Abbazia Santa Maria di Pulsano,Lectio Domenica «del paraclito che resta»

Domenica «del paraclito che resta»
VI Dom. di Pasqua A
Gv 14,15-21; At 8,5-8.14-17 (leggi 8,5-25); Sal 65; 1 Pt 3,15-18
Tutta la storia della salvezza è caratterizzata dall’iniziativa di Dio che si manifesta per comunicare la
sua vita all’umanità, unificandola in un popolo che sarà come il suo tempio.
Il compimento di questo disegno avviene con Cristo: la sua umanità è il tempio definitivo nel quale si dà al Padre un culto perfetto. Col mistero pasquale il luogo del nuovo culto in spirito e verità, il luogo sacro della presenza di Dio in mezzo al suo popolo si estende da Cristo alla comunità dei credenti fatta suo corpo. Da questo momento il tempio di pietre ha un valore secondario: il vero tempio di Dio è la chiesa, in cui abita la presenza interiore e dinamica dello Spirito santo.
L’assemblea eucaristica è la manifestazione di questa prerogativa sacerdotale del popolo di Dio. Il nostro sacerdozio battesimale non consiste nell’offrire a Dio solo delle cose, ma, a imitazione di Cristo, offrire a Dio innanzitutto le nostre persone. Nella liturgia che celebriamo noi siamo liberati e uniti a Cristo nostro capo glorioso, ai santi che sono già con Lui nella casa del Padre e a tutti i fratelli sparsi sulla terra:

Antifona d’Ingresso Cf Is 48,20
Con voce di giubilo date il grande annunzio,
fatelo giungere ai confini del mondo:
il Signore ha liberato il suo popolo. Alleluia.

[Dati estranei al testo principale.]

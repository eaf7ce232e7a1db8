#![cfg_attr(coverage_nightly, feature(coverage_attribute))]
#![warn(warnings)]

//! Blocking HTTP request gateway
//!
//! [`RequestGateway`] talks to one remote service: it holds a base address,
//! a per-request timeout and default headers, and exposes two calls:
//! - `fetch`: GET a path (optionally with query parameters)
//! - `submit`: POST a form or JSON payload to a path
//!
//! Both block until the response is decoded into a JSON object ([`JsonMap`])
//! and report failures through [`GatewayError`]:
//! - `NotFound` for a 404 on `fetch`
//! - `Network` for every other HTTP error status and every transport failure
//! - `Configuration` when the gateway cannot be constructed
//!
//! Underneath sits an async [`HttpClient`] built on hyper with a tower
//! middleware stack (timeout, default headers, User-Agent, transparent
//! decompression, redirect following) and rustls for TLS. It is usable on
//! its own from async code.
//!
//! # Example
//!
//! ```ignore
//! use request_gateway::{Payload, RequestGateway};
//! use std::time::Duration;
//!
//! let mut gateway = RequestGateway::builder()
//!     .base_url("https://api.example.com/")
//!     .timeout(Duration::from_secs(10))
//!     .header("Authorization", "Bearer token123")
//!     .build()?;
//!
//! let user = gateway.scoped(|gw| gw.fetch("/users/1"))?;
//! ```

mod builder;
mod client;
mod config;
mod error;
mod gateway;
pub mod layers;
mod request;
mod response;
mod tls;

pub use builder::HttpClientBuilder;
pub use client::{BufferedService, HttpClient, ServiceFuture};
pub use config::{
    DEFAULT_MAX_BODY_SIZE, DEFAULT_TIMEOUT, DEFAULT_USER_AGENT, HttpClientConfig, TlsRootConfig,
    TransportSecurity,
};
pub use error::{HttpError, InvalidUriKind};
pub use gateway::{
    GatewayBuilder, GatewayConfig, GatewayError, JsonMap, Payload, RequestGateway,
    normalize_base_url,
};
pub use request::RequestBuilder;
pub use response::{ERROR_BODY_PREVIEW_LIMIT, HttpResponse, ResponseBody};
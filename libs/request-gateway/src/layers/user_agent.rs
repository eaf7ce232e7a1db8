use crate::error::HttpError;
use http::{HeaderValue, Request};
use std::task::{Context, Poll};
use tower::{Layer, Service};

/// Tower layer that sets the User-Agent header on requests lacking one
#[derive(Clone)]
pub struct UserAgentLayer {
    user_agent: HeaderValue,
}

impl UserAgentLayer {
    /// # Errors
    /// Returns `HttpError::InvalidHeaderValue` if the string is not a valid header value
    pub fn try_new(user_agent: impl AsRef<str>) -> Result<Self, HttpError> {
        let user_agent = HeaderValue::from_str(user_agent.as_ref())?;
        Ok(Self { user_agent })
    }
}

impl<S> Layer<S> for UserAgentLayer {
    type Service = UserAgentService<S>;

    fn layer(&self, inner: S) -> Self::Service {
        UserAgentService {
            inner,
            user_agent: self.user_agent.clone(),
        }
    }
}

#[derive(Clone)]
pub struct UserAgentService<S> {
    inner: S,
    user_agent: HeaderValue,
}

impl<S, ReqBody> Service<Request<ReqBody>> for UserAgentService<S>
where
    S: Service<Request<ReqBody>>,
{
    type Response = S::Response;
    type Error = S::Error;
    type Future = S::Future;

    fn poll_ready(&mut self, cx: &mut Context<'_>) -> Poll<Result<(), Self::Error>> {
        self.inner.poll_ready(cx)
    }

    fn call(&mut self, mut req: Request<ReqBody>) -> Self::Future {
        req.headers_mut()
            .entry(http::header::USER_AGENT)
            .or_insert_with(|| self.user_agent.clone());
        self.inner.call(req)
    }
}
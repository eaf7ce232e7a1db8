//! HTTPS connector for the gateway's client.

use crate::config::{TlsRootConfig, TransportSecurity};
use crate::error::HttpError;
use hyper_rustls::{ConfigBuilderExt, HttpsConnector, HttpsConnectorBuilder};
use hyper_util::client::legacy::connect::HttpConnector;
use rustls::RootCertStore;
use rustls::crypto::CryptoProvider;
use std::sync::{Arc, OnceLock};

/// OS trust store, parsed on first use and shared by every later client.
static NATIVE_ROOTS: OnceLock<Arc<RootCertStore>> = OnceLock::new();

fn native_roots() -> Arc<RootCertStore> {
    Arc::clone(NATIVE_ROOTS.get_or_init(|| {
        let loaded = rustls_native_certs::load_native_certs();
        for err in &loaded.errors {
            tracing::warn!(error = %err, "skipping unreadable native root certificate");
        }

        let mut store = RootCertStore::empty();
        let (added, ignored) = store.add_parsable_certificates(loaded.certs);
        tracing::debug!(added, ignored, "native root store loaded");
        Arc::new(store)
    }))
}

fn tls_error(message: impl Into<String>) -> HttpError {
    HttpError::Tls(message.into().into())
}

/// Build the connector for `tls_roots`; `transport` decides whether plain
/// `http://` connections are possible at all. ALPN offers h2 and http/1.1.
///
/// # Errors
/// `HttpError::Tls` when the chosen root store is empty or rustls rejects
/// the protocol versions.
pub(crate) fn build_https_connector(
    tls_roots: TlsRootConfig,
    transport: TransportSecurity,
) -> Result<HttpsConnector<HttpConnector>, HttpError> {
    // Reuse a process-wide provider when the application installed one.
    let provider = CryptoProvider::get_default()
        .cloned()
        .unwrap_or_else(|| Arc::new(rustls::crypto::aws_lc_rs::default_provider()));

    let versions = rustls::ClientConfig::builder_with_provider(provider)
        .with_safe_default_protocol_versions()
        .map_err(|e| tls_error(format!("unsupported TLS protocol versions: {e}")))?;

    let client_config = match tls_roots {
        TlsRootConfig::WebPki => versions.with_webpki_roots().with_no_client_auth(),
        TlsRootConfig::Native => {
            let roots = native_roots();
            if roots.is_empty() {
                return Err(tls_error("OS certificate store has no usable root certificates"));
            }
            versions
                .with_root_certificates(roots)
                .with_no_client_auth()
        }
    };

    let builder = HttpsConnectorBuilder::new().with_tls_config(client_config);
    let builder = match transport {
        TransportSecurity::AllowInsecureHttp => builder.https_or_http(),
        TransportSecurity::TlsOnly => builder.https_only(),
    };
    Ok(builder.enable_all_versions().build())
}
use crate::error::HttpError;
use bytes::Bytes;
use http::{HeaderMap, Response, StatusCode};
use http_body_util::BodyExt;
use serde::de::DeserializeOwned;

/// Maximum body preview kept in [`HttpError::HttpStatus`] (8 KiB).
pub const ERROR_BODY_PREVIEW_LIMIT: usize = 8 * 1024;

/// Boxed response body after the decompression layer.
pub type ResponseBody =
    http_body_util::combinators::BoxBody<Bytes, Box<dyn std::error::Error + Send + Sync>>;

/// HTTP response wrapper with body-reading helpers
///
/// - `resp.error_for_status()?` - check status without reading the body
/// - `resp.bytes().await?` - raw bytes, any status
/// - `resp.checked_bytes().await?` - bytes, non-2xx is an error
/// - `resp.json::<T>().await?` - parsed JSON, non-2xx is an error
///
/// All body reads enforce the configured `max_body_size` limit.
#[derive(Debug)]
pub struct HttpResponse {
    pub(crate) inner: Response<ResponseBody>,
    pub(crate) max_body_size: usize,
}

impl HttpResponse {
    #[must_use]
    pub fn status(&self) -> StatusCode {
        self.inner.status()
    }

    #[must_use]
    pub fn headers(&self) -> &HeaderMap {
        self.inner.headers()
    }

    /// Returns `HttpError::HttpStatus` with an empty preview for non-2xx
    /// responses; the body is not read.
    ///
    /// # Errors
    /// Returns `HttpError::HttpStatus` if the response status is not 2xx.
    pub fn error_for_status(self) -> Result<Self, HttpError> {
        if self.inner.status().is_success() {
            return Ok(self);
        }

        Err(HttpError::HttpStatus {
            status: self.inner.status(),
            body_preview: String::new(),
            content_type: content_type(self.inner.headers()),
        })
    }

    /// Read the body as bytes without a status check.
    ///
    /// # Errors
    /// Returns `HttpError::BodyTooLarge` if the body exceeds the limit.
    pub async fn bytes(self) -> Result<Bytes, HttpError> {
        read_body_limited(self.inner, self.max_body_size).await
    }

    /// Read the body as bytes; non-2xx responses become errors carrying a
    /// body preview.
    ///
    /// # Errors
    /// Returns `HttpError::HttpStatus` if status is not 2xx.
    /// Returns `HttpError::BodyTooLarge` if the body exceeds the limit.
    pub async fn checked_bytes(self) -> Result<Bytes, HttpError> {
        checked_body(self.inner, self.max_body_size).await
    }

    /// Parse the body as JSON with a status check.
    ///
    /// # Errors
    /// Returns `HttpError::HttpStatus` if status is not 2xx.
    /// Returns `HttpError::BodyTooLarge` if the body exceeds the limit.
    /// Returns `HttpError::Json` if parsing fails.
    pub async fn json<T: DeserializeOwned>(self) -> Result<T, HttpError> {
        let body = checked_body(self.inner, self.max_body_size).await?;
        Ok(serde_json::from_slice(&body)?)
    }

    /// Read the body as UTF-8 text (lossy) with a status check.
    ///
    /// # Errors
    /// Returns `HttpError::HttpStatus` if status is not 2xx.
    /// Returns `HttpError::BodyTooLarge` if the body exceeds the limit.
    pub async fn text(self) -> Result<String, HttpError> {
        let body = checked_body(self.inner, self.max_body_size).await?;
        Ok(String::from_utf8_lossy(&body).into_owned())
    }

    #[must_use]
    pub fn max_body_size(&self) -> usize {
        self.max_body_size
    }
}

fn content_type(headers: &HeaderMap) -> Option<String> {
    headers
        .get(http::header::CONTENT_TYPE)
        .and_then(|v| v.to_str().ok())
        .map(String::from)
}

async fn checked_body(
    response: Response<ResponseBody>,
    max_body_size: usize,
) -> Result<Bytes, HttpError> {
    let status = response.status();
    if status.is_success() {
        return read_body_limited(response, max_body_size).await;
    }

    let content_type = content_type(response.headers());

    // The preview is best effort; the status is reported either way.
    let preview_limit = max_body_size.min(ERROR_BODY_PREVIEW_LIMIT);
    let body_preview = match read_body_limited(response, preview_limit).await {
        Ok(bytes) => String::from_utf8_lossy(&bytes).into_owned(),
        Err(HttpError::BodyTooLarge { .. }) => "<body too large for preview>".to_owned(),
        Err(e) => {
            tracing::debug!(%status, error = %e, "failed to read error body");
            "<body unavailable>".to_owned()
        }
    };

    Err(HttpError::HttpStatus {
        status,
        body_preview,
        content_type,
    })
}

/// Collect the (already decompressed) body, failing once `limit` bytes
/// would be exceeded.
async fn read_body_limited(
    response: Response<ResponseBody>,
    limit: usize,
) -> Result<Bytes, HttpError> {
    let mut body = std::pin::pin!(response.into_body());
    let mut collected = Vec::new();

    while let Some(frame) = body.frame().await {
        let frame = frame.map_err(HttpError::Transport)?;
        if let Some(chunk) = frame.data_ref() {
            let actual = collected.len() + chunk.len();
            if actual > limit {
                return Err(HttpError::BodyTooLarge { limit, actual });
            }
            collected.extend_from_slice(chunk);
        }
    }

    Ok(Bytes::from(collected))
}
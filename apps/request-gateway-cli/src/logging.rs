use crate::config::{LogFormat, LoggingConfig};
use anyhow::Result;
use tracing_subscriber::EnvFilter;

/// Filter directive for the configured level raised by `-v` flags.
///
/// `-v` info, `-vv` debug, `-vvv` trace; without flags the configured level
/// applies.
#[must_use]
pub fn effective_level(configured: &str, verbose: u8) -> &str {
    match verbose {
        0 => configured,
        1 => "info",
        2 => "debug",
        _ => "trace",
    }
}

/// Install the global subscriber. `RUST_LOG` wins over the configured level.
/// Output goes to stderr; stdout carries only command results.
///
/// # Errors
/// Fails on an invalid filter directive or if a subscriber is already set.
pub fn init(config: &LoggingConfig, verbose: u8) -> Result<()> {
    let level = effective_level(&config.level, verbose);
    let filter = match EnvFilter::try_from_default_env() {
        Ok(filter) => filter,
        Err(_) => EnvFilter::try_new(level)?,
    };

    let builder = tracing_subscriber::fmt()
        .with_env_filter(filter)
        .with_writer(std::io::stderr)
        .with_target(false);

    let installed = match config.format {
        LogFormat::Text => builder.try_init(),
        LogFormat::Json => builder.json().try_init(),
    };
    installed.map_err(|e| anyhow::anyhow!("failed to install log subscriber: {e}"))
}
//! Blocking request gateway.
//!
//! [`RequestGateway`] owns one session (a current-thread Tokio runtime plus
//! an [`HttpClient`]) and exposes `fetch`/`submit` calls that block the
//! calling thread until the exchange completes or the timeout elapses.
//! Responses are decoded into [`JsonMap`]; failures are [`GatewayError`]s.

mod config;
mod error;

pub use config::{GatewayConfig, normalize_base_url};
pub use error::GatewayError;

use crate::builder::HttpClientBuilder;
use crate::client::HttpClient;
use crate::config::{TlsRootConfig, TransportSecurity};
use crate::error::HttpError;
use error::{Operation, map_http_error};
use std::future::Future;
use std::time::Duration;

/// Decoded JSON object returned by gateway calls.
pub type JsonMap = serde_json::Map<String, serde_json::Value>;

/// Body of a [`RequestGateway::submit`] call.
#[derive(Debug, Clone, Copy, Default)]
pub enum Payload<'a> {
    /// No body
    #[default]
    Empty,
    /// `application/x-www-form-urlencoded` fields
    Form(&'a [(&'a str, &'a str)]),
    /// `application/json` document
    Json(&'a serde_json::Value),
}

/// The reusable connection resource behind an open gateway.
struct Session {
    runtime: tokio::runtime::Runtime,
    client: HttpClient,
}

impl Session {
    fn open(config: &GatewayConfig) -> Result<Self, GatewayError> {
        let runtime = tokio::runtime::Builder::new_current_thread()
            .enable_all()
            .build()
            .map_err(|e| GatewayError::Configuration(format!("failed to start runtime: {e}")))?;

        // The request buffer spawns its worker onto the current runtime.
        let client = {
            let _enter = runtime.enter();
            HttpClientBuilder::with_config(config.client_config())
                .build()
                .map_err(|e| GatewayError::Configuration(e.to_string()))?
        };

        Ok(Self { runtime, client })
    }

    /// Drive one request/response exchange to completion.
    ///
    /// The deadline spans sending and reading the whole body; the client's
    /// own timeout stops at the response headers.
    fn exchange<F>(&self, timeout: Duration, exchange: F) -> Result<serde_json::Value, HttpError>
    where
        F: Future<Output = Result<serde_json::Value, HttpError>>,
    {
        self.runtime.block_on(async {
            tokio::time::timeout(timeout, exchange)
                .await
                .unwrap_or_else(|_elapsed| Err(HttpError::Timeout(timeout)))
        })
    }

    fn close(self) {
        let Self { runtime, client } = self;
        drop(client);
        runtime.shutdown_background();
    }
}

/// Blocking HTTP gateway with a fixed base address, timeout and default
/// headers.
///
/// States: **open** after construction, **closed** after [`release`]
/// (explicit, through [`scoped`], or on drop). Requests on a closed
/// gateway fail with [`GatewayError::Closed`]; releasing twice is a no-op.
///
/// Calls take `&mut self`, so one gateway serves one caller at a time.
/// Calls block on an internal runtime and must not be made from inside an
/// async context.
///
/// # Example
///
/// ```ignore
/// let mut gateway = RequestGateway::builder()
///     .base_url("https://api.example.com/")
///     .header("Authorization", "Bearer token123")
///     .build()?;
///
/// let item = gateway.fetch_with_query("/items", &[("page", "1")])?;
/// let created = gateway.submit("/items", Payload::Json(&json!({"name": "x"})))?;
/// gateway.release();
/// ```
///
/// [`release`]: RequestGateway::release
/// [`scoped`]: RequestGateway::scoped
pub struct RequestGateway {
    base_url: String,
    timeout: Duration,
    headers: std::collections::BTreeMap<String, String>,
    session: Option<Session>,
}

impl std::fmt::Debug for RequestGateway {
    fn fmt(&self, f: &mut std::fmt::Formatter<'_>) -> std::fmt::Result {
        f.debug_struct("RequestGateway")
            .field("base_url", &self.base_url)
            .field("timeout", &self.timeout)
            .field("headers", &self.headers.keys().collect::<Vec<_>>())
            .field("closed", &self.is_closed())
            .finish()
    }
}

impl RequestGateway {
    /// Open a gateway from configuration.
    ///
    /// # Errors
    /// Returns `GatewayError::Configuration` if a default header is invalid,
    /// TLS cannot be initialised, or the runtime cannot start.
    pub fn new(config: GatewayConfig) -> Result<Self, GatewayError> {
        let session = Session::open(&config)?;
        let base_url = normalize_base_url(&config.base_url).to_owned();

        tracing::debug!(
            base_url = %base_url,
            timeout = ?config.timeout,
            headers = config.headers.len(),
            "gateway session opened"
        );

        Ok(Self {
            base_url,
            timeout: config.timeout,
            headers: config.headers,
            session: Some(session),
        })
    }

    #[must_use]
    pub fn builder() -> GatewayBuilder {
        GatewayBuilder::default()
    }

    /// Normalized base address (no trailing `/`).
    #[must_use]
    pub fn base_url(&self) -> &str {
        &self.base_url
    }

    #[must_use]
    pub fn timeout(&self) -> Duration {
        self.timeout
    }

    /// Default headers applied to every request.
    #[must_use]
    pub fn headers(&self) -> &std::collections::BTreeMap<String, String> {
        &self.headers
    }

    #[must_use]
    pub fn is_closed(&self) -> bool {
        self.session.is_none()
    }

    /// Full target address for `path`.
    ///
    /// With an empty base address the path is used verbatim.
    #[must_use]
    pub fn resolve(&self, path: &str) -> String {
        if self.base_url.is_empty() {
            path.to_owned()
        } else {
            format!("{}{path}", self.base_url)
        }
    }

    /// GET `path` and decode the JSON object it returns.
    ///
    /// # Errors
    /// - `GatewayError::NotFound` on HTTP 404
    /// - `GatewayError::Network` on any other error status or transport failure
    /// - `GatewayError::Decode` if the body is not a JSON object
    /// - `GatewayError::Closed` after [`release`](Self::release)
    pub fn fetch(&mut self, path: &str) -> Result<JsonMap, GatewayError> {
        self.fetch_with_query(path, &[] as &[(&str, &str)])
    }

    /// GET `path` with URL-encoded query parameters.
    ///
    /// `query` is anything `serde_urlencoded` accepts: a pair slice, a map,
    /// or a flat struct.
    ///
    /// # Errors
    /// Same as [`fetch`](Self::fetch).
    pub fn fetch_with_query<Q>(&mut self, path: &str, query: &Q) -> Result<JsonMap, GatewayError>
    where
        Q: serde::Serialize + ?Sized,
    {
        let url = self.resolve(path);
        let session = self.session.as_ref().ok_or(GatewayError::Closed)?;

        let request = session.client.get(&url).query(query);
        let result = session.exchange(self.timeout, async move {
            request.send().await?.json::<serde_json::Value>().await
        });

        finish(result, Operation::Fetch, &url)
    }

    /// POST `payload` to `path` and decode the JSON object it returns.
    ///
    /// Unlike [`fetch`](Self::fetch), a 404 is reported as a network failure.
    ///
    /// # Errors
    /// - `GatewayError::Network` on any error status or transport failure
    /// - `GatewayError::Decode` if the body is not a JSON object
    /// - `GatewayError::Closed` after [`release`](Self::release)
    pub fn submit(&mut self, path: &str, payload: Payload<'_>) -> Result<JsonMap, GatewayError> {
        let url = self.resolve(path);
        let session = self.session.as_ref().ok_or(GatewayError::Closed)?;

        let request = session.client.post(&url);
        let request = match payload {
            Payload::Empty => Ok(request),
            Payload::Form(fields) => request.form(fields),
            Payload::Json(value) => request.json(value),
        };
        let result = session.exchange(self.timeout, async move {
            request?.send().await?.json::<serde_json::Value>().await
        });

        finish(result, Operation::Submit, &url)
    }

    /// Close the session. Calling it again does nothing.
    pub fn release(&mut self) {
        if let Some(session) = self.session.take() {
            session.close();
            tracing::debug!(base_url = %self.base_url, "gateway session released");
        }
    }

    /// Run `f` with this gateway, then release it on every exit path,
    /// unwinding included.
    ///
    /// ```ignore
    /// let item = gateway.scoped(|gw| gw.fetch("/items/1"))?;
    /// assert!(gateway.is_closed());
    /// ```
    pub fn scoped<T, F>(&mut self, f: F) -> T
    where
        F: FnOnce(&mut Self) -> T,
    {
        struct ReleaseOnExit<'a>(&'a mut RequestGateway);

        impl Drop for ReleaseOnExit<'_> {
            fn drop(&mut self) {
                self.0.release();
            }
        }

        let guard = ReleaseOnExit(self);
        f(&mut *guard.0)
    }
}

impl Drop for RequestGateway {
    fn drop(&mut self) {
        self.release();
    }
}

fn finish(
    result: Result<serde_json::Value, HttpError>,
    operation: Operation,
    url: &str,
) -> Result<JsonMap, GatewayError> {
    match result {
        Ok(serde_json::Value::Object(map)) => Ok(map),
        Ok(other) => Err(GatewayError::Decode(serde::de::Error::invalid_type(
            unexpected(&other),
            &"a JSON object",
        ))),
        Err(err) => {
            let err = map_http_error(err, operation, url);
            tracing::debug!(url, error = %err, "gateway request failed");
            Err(err)
        }
    }
}

fn unexpected(value: &serde_json::Value) -> serde::de::Unexpected<'_> {
    use serde::de::Unexpected;
    match value {
        serde_json::Value::Null => Unexpected::Unit,
        serde_json::Value::Bool(b) => Unexpected::Bool(*b),
        serde_json::Value::Number(_) => Unexpected::Other("number"),
        serde_json::Value::String(s) => Unexpected::Str(s),
        serde_json::Value::Array(_) => Unexpected::Seq,
        serde_json::Value::Object(_) => Unexpected::Map,
    }
}

/// Fluent construction of a [`RequestGateway`].
#[derive(Debug, Clone, Default)]
#[must_use]
pub struct GatewayBuilder {
    config: GatewayConfig,
}

impl GatewayBuilder {
    pub fn with_config(config: GatewayConfig) -> Self {
        Self { config }
    }

    pub fn base_url(mut self, base_url: impl Into<String>) -> Self {
        self.config.base_url = base_url.into();
        self
    }

    pub fn timeout(mut self, timeout: Duration) -> Self {
        self.config.timeout = timeout;
        self
    }

    pub fn header(mut self, name: impl Into<String>, value: impl Into<String>) -> Self {
        self.config.headers.insert(name.into(), value.into());
        self
    }

    pub fn headers<I, K, V>(mut self, headers: I) -> Self
    where
        I: IntoIterator<Item = (K, V)>,
        K: Into<String>,
        V: Into<String>,
    {
        self.config
            .headers
            .extend(headers.into_iter().map(|(k, v)| (k.into(), v.into())));
        self
    }

    pub fn transport(mut self, transport: TransportSecurity) -> Self {
        self.config.transport = transport;
        self
    }

    /// Refuse plain `http://` addresses.
    pub fn tls_only(self) -> Self {
        self.transport(TransportSecurity::TlsOnly)
    }

    pub fn tls_roots(mut self, tls_roots: TlsRootConfig) -> Self {
        self.config.tls_roots = tls_roots;
        self
    }

    pub fn user_agent(mut self, user_agent: impl Into<String>) -> Self {
        self.config.user_agent = user_agent.into();
        self
    }

    pub fn max_body_size(mut self, size: usize) -> Self {
        self.config.max_body_size = size;
        self
    }

    /// # Errors
    /// See [`RequestGateway::new`].
    pub fn build(self) -> Result<RequestGateway, GatewayError> {
        RequestGateway::new(self.config)
    }
}

#[cfg(test)]
#[cfg_attr(coverage_nightly, coverage(off))]
mod tests;
/*
SPDX-FileCopyrightText: Copyright 2026 LG Electronics Inc.
SPDX-License-Identifier: MIT
*/

//! Quantization window arithmetic.
//!
//! Pure helpers kept free of any registry state so they can be tested on
//! their own, including for negative intervals.

use super::ScheduleError;

/// Default quantization window.
pub const DEFAULT_WINDOW: i64 = 5;

/// A strictly positive quantization step.
#[derive(Debug, Clone, Copy, PartialEq, Eq, Hash)]
pub struct Window(i64);

impl Window {
    /// # Errors
    /// [`ScheduleError::InvalidWindow`] if `window <= 0`.
    pub fn new(window: i64) -> Result<Self, ScheduleError> {
        if window <= 0 {
            return Err(ScheduleError::InvalidWindow { window });
        }
        Ok(Self(window))
    }

    pub fn get(self) -> i64 {
        self.0
    }

    /// Round `interval` up to the nearest multiple of this window.
    ///
    /// Already-aligned values are returned unchanged.  The distance to the
    /// next multiple is `(-interval) mod window` with a floored modulo, so the
    /// result is correct for negative intervals too (`-7` → `-5` for a window
    /// of 5, not `-10`).
    pub fn quantize(self, interval: i64) -> Result<i64, ScheduleError> {
        // Equals (-interval).rem_euclid(window) without negating i64::MIN
        let gap = (self.0 - interval.rem_euclid(self.0)) % self.0;

        if gap == 0 {
            return Ok(interval);
        }
        interval
            .checked_add(gap)
            .ok_or(ScheduleError::QuantizeOverflow {
                interval,
                window: self.0,
            })
    }
}

impl Default for Window {
    fn default() -> Self {
        Self(DEFAULT_WINDOW)
    }
}

impl std::fmt::Display for Window {
    fn fmt(&self, f: &mut std::fmt::Formatter<'_>) -> std::fmt::Result {
        write!(f, "{}", self.0)
    }
}

// ── Tests ─────────────────────────────────────────────────────────────────────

L’Antifona d’ingresso, Is 48,20 (adattato), appartiene al «Secondo Isaia» (Is 40-55) che pronuncia la sua profezia durante l’esilio babilonese (circa 550 a. C.). Il Profeta, come una squilla improvvisa e inattesa di risveglio per il popolo che era prostrato e demoralizzato, fa risuonare la Voce divina dappertutto, per annunciare nella gioia rinnovata (41,8; 44,21; Lc 1,54) che il Signore ha liberato Giacobbe servo suo, il popolo suo, verso cui l’alleanza fedele è indefettibile. Il Profeta si serve del passato profetico, che nella visuale storica vede la realtà annunciata come già avvenuta, in forza della Parola stessa che la proclama. Così la Voce divina della gioia deve diventare anche voce umana di gioia per la redenzione (v. 5; e 42,1). La patria è vicina. Così essa risuona anche in questo tempo dopo la Resurrezione, la Fonte unica del Dono dello Spirito Santo, che è la Redenzione stessa, la Libertà divina donata agli uomini (Gal 5,1; 2 Cor 3,17). Dalla Libertà dello Spirito è creato il popolo redento e santificato, popolo della divina alleanza fedele. E oggi da questo popolo esce la voce del giubilo, e lo annuncia al mondo.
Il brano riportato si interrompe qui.